Saturday, September 29, 2007
Design Review Committee to Discuss Glebe/Pershing Redevelopment
“I don’t expect to see any plans yet,” said Rebeccah Ballo, a preservation planner in the county’s Department of Community Planning, Housing and Development. She expects it to be more of a “discussion” about land use, transportation and other topics, as well as a preliminary discussion of a submissions deadline for the upcoming year.
“I don’t think anything is on paper yet as to actual proposed buildings,” she said.
The HALRB discussed the development briefly in July. (Click here to see the original story and the clarification.)
Although the general plan for the space is to leave the buildings on the east side of Glebe Road (the side with the Post Office) untouched, Georgetown Strategic has not figured out what will happen with the west side, said Bob Moore, a principal partner with the firm. The plans depend greatly on what the county allows.
Everything is still on the table including razing the CVS and Glebe Market buildings and replacing them with four-storey buildings of mixed retail and living space, Mr.

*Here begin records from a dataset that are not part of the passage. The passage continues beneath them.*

use gloo_net::http::Request;
use thiserror::Error;

use crate::config::CrmConfig;
use crate::lead::LeadPayload;

pub const CONTENT_TYPE: &str = "application/json";

#[derive(Debug, Clone, PartialEq, Eq, Error)]
pub enum CrmError {
    #[error("CRM_WEBHOOK_URL is not set. Paste your webhook endpoint into the crm-webhook-url meta tag or set CRM_WEBHOOK_URL at build time.")]
    NotConfigured,
    #[error("CRM request failed: {status} {body}")]
    Status { status: u16, body: String },
    #[error("CRM request failed: {0}")]
    Transport(String),
    #[error("Could not encode submission: {0}")]
    Encode(String),
}

impl CrmError {
    /// Text for the error banner.
    pub fn user_message(&self) -> String {
        match self {
            CrmError::Transport(text) if text.trim().is_empty() => "Submission failed.".to_string(),
            other => other.to_string(),
        }
    }
}

#[derive(Debug, Clone, PartialEq, Eq)]
pub struct RawResponse {
    pub status: u16,
    pub body: String,
}

/// One POST with the given `Content-Type`. Network-level failures come back as `CrmError::Transport`.
#[allow(async_fn_in_trait)]
pub trait Transport {
    async fn post(&self, url: &str, content_type: &str, body: String) -> Result<RawResponse, CrmError>;
}

/// Browser fetch via gloo-net. No timeout override, no retries.
#[derive(Debug, Clone, Copy, Default, PartialEq, Eq)]
pub struct GlooTransport;

impl Transport for GlooTransport {
    async fn post(&self, url: &str, content_type: &str, body: String) -> Result<RawResponse, CrmError> {
        let resp = Request::post(url)
            .header("Content-Type", content_type)
            .body(body)
            .map_err(|e| CrmError::Transport(e.to_string()))?
            .send()
            .await
            .map_err(|e| CrmError::Transport(e.to_string()))?;

        let status = resp.status();
        if resp.ok() {
            // The CRM's reply is not used on success.
            return Ok(RawResponse { status, body: String::new() });
        }
        let body = resp.text().await.unwrap_or_default();
        Ok(RawResponse { status, body })
    }
}

pub fn check_status(resp: RawResponse) -> Result<(), CrmError> {
    if (200..300).contains(&resp.status) {
        Ok(())
    } else {
        Err(CrmError::Status {
            status: resp.status,
            body: resp.body,
        })
    }
}

#[derive(Debug, Clone, PartialEq)]
pub struct CrmClient<T = GlooTransport> {
    config: CrmConfig,
    transport: T,
}

impl CrmClient<GlooTransport> {
    pub fn new(config: CrmConfig) -> Self {
        Self::with_transport(config, GlooTransport)
    }
}

impl<T: Transport> CrmClient<T> {
    pub fn with_transport(config: CrmConfig, transport: T) -> Self {
        Self { config, transport }
    }

    #[cfg(test)]
    pub fn transport(&self) -> &T {
        &self.transport
    }

    /// Exactly one request per call; fails fast without I/O when no endpoint is configured.
    pub async fn post_lead(&self, payload: &LeadPayload) -> Result<(), CrmError> {
        let url = self.config.webhook_url().ok_or(CrmError::NotConfigured)?;
        let body = serde_json::to_string(payload).map_err(|e| CrmError::Encode(e.to_string()))?;
        let resp = self.transport.post(url, CONTENT_TYPE, body).await?;
        check_status(resp)
    }
}


#[cfg(test)]
mod tests {
    use chrono::Utc;
    use pretty_assertions::assert_eq;

    use super::mock::{status, MockTransport};
    use super::*;
    use crate::lead::LeadForm;

    const HOOK: &str = "https://hooks.example/crm/leads";

    fn payload() -> LeadPayload {
        LeadForm {
            address: "9 Elm St, Tyler, TX".into(),
            contact: "Sam sam@example.com".into(),
            consent: true,
            ..LeadForm::default()
        }
        .to_payload("https://eraps.example/", Utc::now())
        .unwrap()
    }

    fn client(replies: Vec<Result<RawResponse, CrmError>>) -> CrmClient<MockTransport> {
        CrmClient::with_transport(CrmConfig::new(HOOK), MockTransport::replying(replies))
    }

    #[test]
    fn any_2xx_is_success() {
        for code in [200, 201, 204, 299] {
            assert_eq!(check_status(RawResponse { status: code, body: "ignored".into() }), Ok(()));
        }
        for code in [199, 300, 404, 500] {
            assert!(check_status(RawResponse { status: code, body: String::new() }).is_err());
        }
    }

    #[tokio::test]
    async fn posts_json_body_once() {
        let client = client(vec![status(200, "{\"id\":\"abc\"}")]);
        let sent = payload();

        client.post_lead(&sent).await.unwrap();

        let calls = client.transport().calls();
        assert_eq!(calls.len(), 1);
        assert_eq!(calls[0].url, HOOK);
        assert_eq!(calls[0].content_type, "application/json");
        let body: serde_json::Value = serde_json::from_str(&calls[0].body).unwrap();
        assert_eq!(body["address"], "9 Elm St, Tyler, TX");
        assert_eq!(body["form_name"], "Property Evaluation");
        assert_eq!(body["source"], "Website");
        assert_eq!(body["page"], "https://eraps.example/");
        assert_eq!(body["createdAt"], sent.created_at.as_str());
    }

    #[tokio::test]
    async fn server_error_carries_status_and_body() {
        let client = client(vec![status(500, "Internal Error")]);

        let err = client.post_lead(&payload()).await.unwrap_err();

        assert_eq!(
            err,
            CrmError::Status { status: 500, body: "Internal Error".into() }
        );
        let msg = err.user_message();
        assert!(msg.contains("500") && msg.contains("Internal Error"), "{msg}");
    }

    #[tokio::test]
    async fn unset_endpoint_fails_before_any_request() {
        let client = CrmClient::with_transport(CrmConfig::default(), MockTransport::default());

        let err = client.post_lead(&payload()).await.unwrap_err();

        assert_eq!(err, CrmError::NotConfigured);
        assert!(err.user_message().contains("CRM_WEBHOOK_URL is not set"));
        assert!(client.transport().calls().is_empty());
    }

    #[tokio::test]
    async fn transport_failure_is_reported() {
        let client = client(vec![Err(CrmError::Transport("connection refused".into()))]);

        let err = client.post_lead(&payload()).await.unwrap_err();

        assert_eq!(err.user_message(), "CRM request failed: connection refused");
        assert_eq!(client.transport().calls().len(), 1);
    }

    #[test]
    fn empty_transport_text_uses_fallback() {
        assert_eq!(CrmError::Transport(String::new()).user_message(), "Submission failed.");
    }
}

Moore said.
“That’s all part of the discussion,” he said. Everything is still so up-in-the-air that Wednesday’s DRC meeting might just be the first and last time his company brings the plans to the county, he said, joking.
Mr. Moore said for a major change on the west side to work, underground parking will be a necessity. However, he said they will start on Wednesday by looking at the ground floors of the buildings, especially looking at surface-level parking and transportation, “the access and egress” as he called it.
He said companies like CVS require surface parking as people will not park in a basement to run in quickly to shop. One idea moves the CVS into the space of the Glebe Market while the CVS corner gets renovated.
“[We’re] trying to work out all the logistics of the ground floor,” he said.
(County staff has said that the Glebe Market will be shutting its doors by the end of next year, or earlier.)
The Design Review Committee is a part of the Historical Affairs and Landmark Review Board, which oversees the historic sections of the Buckingham neighborhood, including the retail buildings on all four corners.
According to the county’s web site, The DRC is made up of professional architects who review the appropriateness of changes. The property is owned by Jenco group and its partners and investors.
“I don’t know what kinds of discussions they’ve [Georgetown Capital has] been having with the planners” and other boards in the county, said Ms. Ballo.
She called the county review board process a “big sieve.” A developer pushes an idea through all the different holes—the Site Plan Review Committee, the Board of Zoning Appeals, the Historical Affairs and Landmark Review Board—at the same time to see what comes through the other side.
Mr. Moore said he does not see interference between his ideas and the renovation that the county has underway for the streetscape of that corner.